본 발명은 이노신 분해 경로가 차단되고, 아데닌 누출형 요구성 및 구아닌 누출형 요구성을 가지며, 티오구아닌에 대한 내성, 모노플루오로아세테이트에 대한 내성 및 테트라히드로폴레이트 유사체에 대한 내성을 갖는 것을 특징으로 하는 이노신 생산능이 증진된 코리네박테리움속 미생물 및 상기 미생물을 배양하는 단계를 포함하는, 이노신을 생산하는 방법에 관한 것이다.
이노신, 코리네박테리움 암모니아게네스, 리보뉴클레오시드 히드롤라아제, 퓨린 유도체, 티오구아닌, 모노플루오로아세테이트, 테트라히드로폴레이트.

Description

이노신 생산능을 갖는 코리네박테리움속 미생물 및 이를 이용한 이노신의 생산 방법{Inosine producing microorganism belonging to the genus Corynebacterium and process of producing inosine using the same}
본 발명은 이노신 생산능을 갖는 코리네박테리움속 미생물 및 상기 미생물을 배양하는 단계를 포함하는, 이노신을 생산하는 방법에 관한 것이다.
이노신은 정미성 조미료로 각광받고 있는 이노신산(5'-inosinic acid)의 화학적 합성 및 효소전이 반응에 의한 합성에 있어서 중요한 기질이다. 또한 이노신은 핵산 생합성 대사계의 중간물질로 동식물의 체내에서 생리적으로 중요한 의미를 가질 뿐 아니라 식품 및 의약품 등 여러 분야에서 널리 이용되고 있다.
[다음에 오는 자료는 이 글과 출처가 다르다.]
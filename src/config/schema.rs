//! Configuration schema definitions.
//!
//! All types derive Serde traits for deserialization from config files.
//! Every section defaults, so an empty file is a valid config.

use serde::{Deserialize, Serialize};

/// Root configuration for a swarm run.
#[derive(Debug, Clone, Deserialize, Serialize, Default, PartialEq)]
#[serde(default)]
pub struct SwarmConfig {
    /// Where requests go.
    pub target: TargetConfig,

    /// How many users, how fast, how long.
    pub run: RunConfig,

    /// Which built-in profiles take part.
    pub profiles: ProfilesConfig,

    /// Observability settings.
    pub observability: ObservabilityConfig,
}

/// Target application settings.
#[derive(Debug, Clone, Deserialize, Serialize, PartialEq)]
#[serde(default)]
pub struct TargetConfig {
    /// Base URL, e.g. "http://localhost:4567".
    pub host: String,

    /// Connection establishment timeout in seconds.
    pub connect_timeout_secs: u64,

    /// Whole-request timeout in seconds.
    pub request_timeout_secs: u64,
}

impl Default for TargetConfig {
    fn default() -> Self {
        Self {
            host: "http://localhost:4567".to_string(),
            connect_timeout_secs: 5,
            request_timeout_secs: 30,
        }
    }
}

/// Population and duration of a run.
#[derive(Debug, Clone, Deserialize, Serialize, PartialEq)]
#[serde(default)]
pub struct RunConfig {
    /// Total simulated users across all profiles.
    pub users: usize,

    /// Users started per second.
    pub spawn_rate: f64,

    /// Stop after this many seconds. Unset runs until Ctrl+C.
    pub run_time_secs: Option<u64>,

    /// Seed for reproducible task and path choices.
    pub seed: Option<u64>,
}

impl Default for RunConfig {
    fn default() -> Self {
        Self {
            users: 10,
            spawn_rate: 1.0,
            run_time_secs: None,
            seed: None,
        }
    }
}

/// Profile selection.
#[derive(Debug, Clone, Deserialize, Serialize, PartialEq)]
#[serde(default)]
pub struct ProfilesConfig {
    /// Names of the built-in profiles to run.
    pub enabled: Vec<String>,
}

impl Default for ProfilesConfig {
    fn default() -> Self {
        Self {
            enabled: crate::profile::builtin()
                .iter()
                .map(|p| p.name.to_string())
                .collect(),
        }
    }
}

/// Observability configuration.
#[derive(Debug, Clone, Deserialize, Serialize, PartialEq)]
#[serde(default)]
pub struct ObservabilityConfig {
    /// Log level (trace, debug, info, warn, error).
    pub log_level: String,
}

impl Default for ObservabilityConfig {
    fn default() -> Self {
        Self {
            log_level: "info".to_string(),
        }
    }
}
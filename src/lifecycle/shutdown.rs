//! Shutdown coordination for the swarm.

use std::sync::atomic::{AtomicBool, Ordering};
use tokio::sync::broadcast;

/// Coordinator for graceful shutdown.
///
/// Provides a broadcast channel that every simulated user and the spawner
/// subscribe to. Subscribe first, then check [`Shutdown::is_triggered`]: a
/// receiver created after the signal was sent never sees it.
pub struct Shutdown {
    /// Broadcast channel sender.
    tx: broadcast::Sender<()>,
    triggered: AtomicBool,
}

impl Shutdown {
    /// Create a new shutdown coordinator.
    pub fn new() -> Self {
        let (tx, _) = broadcast::channel(1);
        Self {
            tx,
            triggered: AtomicBool::new(false),
        }
    }

    /// Subscribe to the shutdown signal.
    pub fn subscribe(&self) -> broadcast::Receiver<()> {
        self.tx.subscribe()
    }

    /// Trigger the shutdown signal. Later calls are no-ops.
    pub fn trigger(&self) {
        if !self.triggered.swap(true, Ordering::SeqCst) {
            let _ = self.tx.send(());
        }
    }

    pub fn is_triggered(&self) -> bool {
        self.triggered.load(Ordering::SeqCst)
    }
}

impl Default for Shutdown {
    fn default() -> Self {
        Self::new()
    }
}

#[cfg(test)]
mod tests {
    use super::*;

    #[tokio::test]
    async fn test_trigger_reaches_subscribers() {
        let shutdown = Shutdown::new();
        let mut a = shutdown.subscribe();
        let mut b = shutdown.subscribe();

        shutdown.trigger();
        shutdown.trigger();
        assert!(shutdown.is_triggered());
        assert!(a.recv().await.is_ok());
        assert!(b.recv().await.is_ok());
        assert!(a.try_recv().is_err());
    }

    #[test]
    fn test_late_subscriber_sees_flag() {
        let shutdown = Shutdown::new();
        shutdown.trigger();
        let mut late = shutdown.subscribe();
        assert!(late.try_recv().is_err());
        assert!(shutdown.is_triggered());
    }
}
이노신은 종래에는 주로 바실러스(Agric. Biol. Chem., 46, 2347 (1982); 대한민국 등록특허 제27280호) 또는 코리네박테리움 암모니아게네스(Agric. Biol. Chem., 42, 399 (1978)) 등의 미생물을 이용한 직접 발효법이나 5′-이노신산의 열분해법(일특공소 제43-3320호) 등을 이용하여 제조하였다. 그러나, 열분해법의 경우 5′-이노신산을 분해하기 위해 대량의 열 소비가 요구되어 실용성이 낮으며, 직접 발효법의 경우 대장균을 이용한 다양한 유전자형의 균주들이 개발되고 연구되었 으나(Biosci Biotechnol Biochem. 2001 Mar;65(3):570-8) 이노신 생산균주의 역가가 낮아 생산원가가 높다는 단점이 있다. 또한 기존의 이노신 연구는 대장균과 바실러스에 집중되어 있었다.
따라서, 이노신을 보다 고수율로 생산하여 고농도로 축적시킬 수 있는 균주 및 상기 균주를 이용한 이노신 생산방법의 개발이 여전히 요구되고 있다.
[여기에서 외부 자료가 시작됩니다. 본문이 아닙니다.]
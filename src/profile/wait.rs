//! Think time between task invocations.

use std::time::Duration;
use rand::Rng;

/// Uniform wait range in seconds, inclusive on both ends.
#[derive(Debug, Clone, Copy, PartialEq)]
pub struct WaitTime {
    pub min_secs: f64,
    pub max_secs: f64,
}

impl WaitTime {
    pub const fn between(min_secs: f64, max_secs: f64) -> Self {
        Self { min_secs, max_secs }
    }

    /// Bounds are finite, positive and ordered.
    pub fn is_valid(&self) -> bool {
        self.min_secs.is_finite()
            && self.max_secs.is_finite()
            && self.min_secs > 0.0
            && self.min_secs <= self.max_secs
    }

    /// Draw one wait duration.
    ///
    /// An invalid range yields `min_secs` clamped to zero rather than panicking;
    /// profiles are validated before any user runs.
    pub fn sample<R: Rng + ?Sized>(&self, rng: &mut R) -> Duration {
        if !self.is_valid() {
            return Duration::from_secs_f64(self.min_secs.max(0.0));
        }
        Duration::from_secs_f64(rng.gen_range(self.min_secs..=self.max_secs))
    }
}

impl std::fmt::Display for WaitTime {
    fn fmt(&self, f: &mut std::fmt::Formatter<'_>) -> std::fmt::Result {
        write!(f, "{}s..{}s", self.min_secs, self.max_secs)
    }
}
//! OS signal handling.
//!
//! Ctrl+C ends the run the same way the run-time deadline does: the
//! shutdown broadcast fires and every user winds down.

use std::sync::Arc;
use crate::lifecycle::Shutdown;

/// Trigger `shutdown` on the first Ctrl+C, or return once shutdown happens for another reason.
pub async fn shutdown_on_ctrl_c(shutdown: Arc<Shutdown>) {
    let mut rx = shutdown.subscribe();
    if shutdown.is_triggered() {
        return;
    }

    tokio::select! {
        result = tokio::signal::ctrl_c() => {
            match result {
                Ok(()) => tracing::info!("Shutdown signal received"),
                Err(e) => tracing::error!(error = %e, "Failed to install Ctrl+C handler"),
            }
            shutdown.trigger();
        }
        _ = rx.recv() => {}
    }
}
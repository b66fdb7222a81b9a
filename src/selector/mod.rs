//! Weighted task selection.
//!
//! # Responsibilities
//! - Turn a profile's task weights into a sampling distribution
//! - Pick a task index per iteration: P(i) = w_i / Σw
//!
//! # Design Decisions
//! - Built once per simulated user, sampled many times
//! - Zero weights are rejected up front rather than silently never chosen
//! - The caller owns the RNG so seeded runs are reproducible

use rand::distributions::{Distribution, WeightedIndex};
use rand::Rng;
use thiserror::Error;

/// Reasons a weight list cannot be sampled.
#[derive(Debug, Clone, PartialEq, Eq, Error)]
pub enum SelectorError {
    #[error("no weights to select from")]
    Empty,

    #[error("weight at index {0} is zero")]
    ZeroWeight(usize),
}

/// Samples task indices proportionally to their weights.
#[derive(Debug, Clone)]
pub struct TaskSelector {
    index: WeightedIndex<u32>,
}

impl TaskSelector {
    pub fn new(weights: &[u32]) -> Result<Self, SelectorError> {
        if weights.is_empty() {
            return Err(SelectorError::Empty);
        }
        if let Some(pos) = weights.iter().position(|w| *w == 0) {
            return Err(SelectorError::ZeroWeight(pos));
        }
        // Non-empty and all positive, so WeightedIndex cannot fail except on overflow.
        let index = WeightedIndex::new(weights).map_err(|_| SelectorError::Empty)?;
        Ok(Self { index })
    }

    pub fn select<R: Rng + ?Sized>(&self, rng: &mut R) -> usize {
        self.index.sample(rng)
    }
}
이에, 본 발명자들은 미생물을 이용한 직접 발효법에 의해 이노신을 고농도/고수율로 생산하기 위하여 지속적인 연구를 수행하였으며, 그 결과 각종 퓨린(purine) 계열 유도체, 생체 대사 활동을 저해하는 것으로 널리 알려진 모노플로로아세테이트(MFA: monofluoroacetate) 및 퓨린 생합성계에서 일탄소 단위(one-carbon unit) 전달자로 알려진 (Escherichia coli and Salmonella, 1996, p561-579) 테트라히드로폴레이트(THF: tetrahydrofolate) 유사체에 대한 내성이 강화되어 이노신 생산능이 증진된 코리네박테리움속 미생물을 개발하여 본 발명을 완성하였다.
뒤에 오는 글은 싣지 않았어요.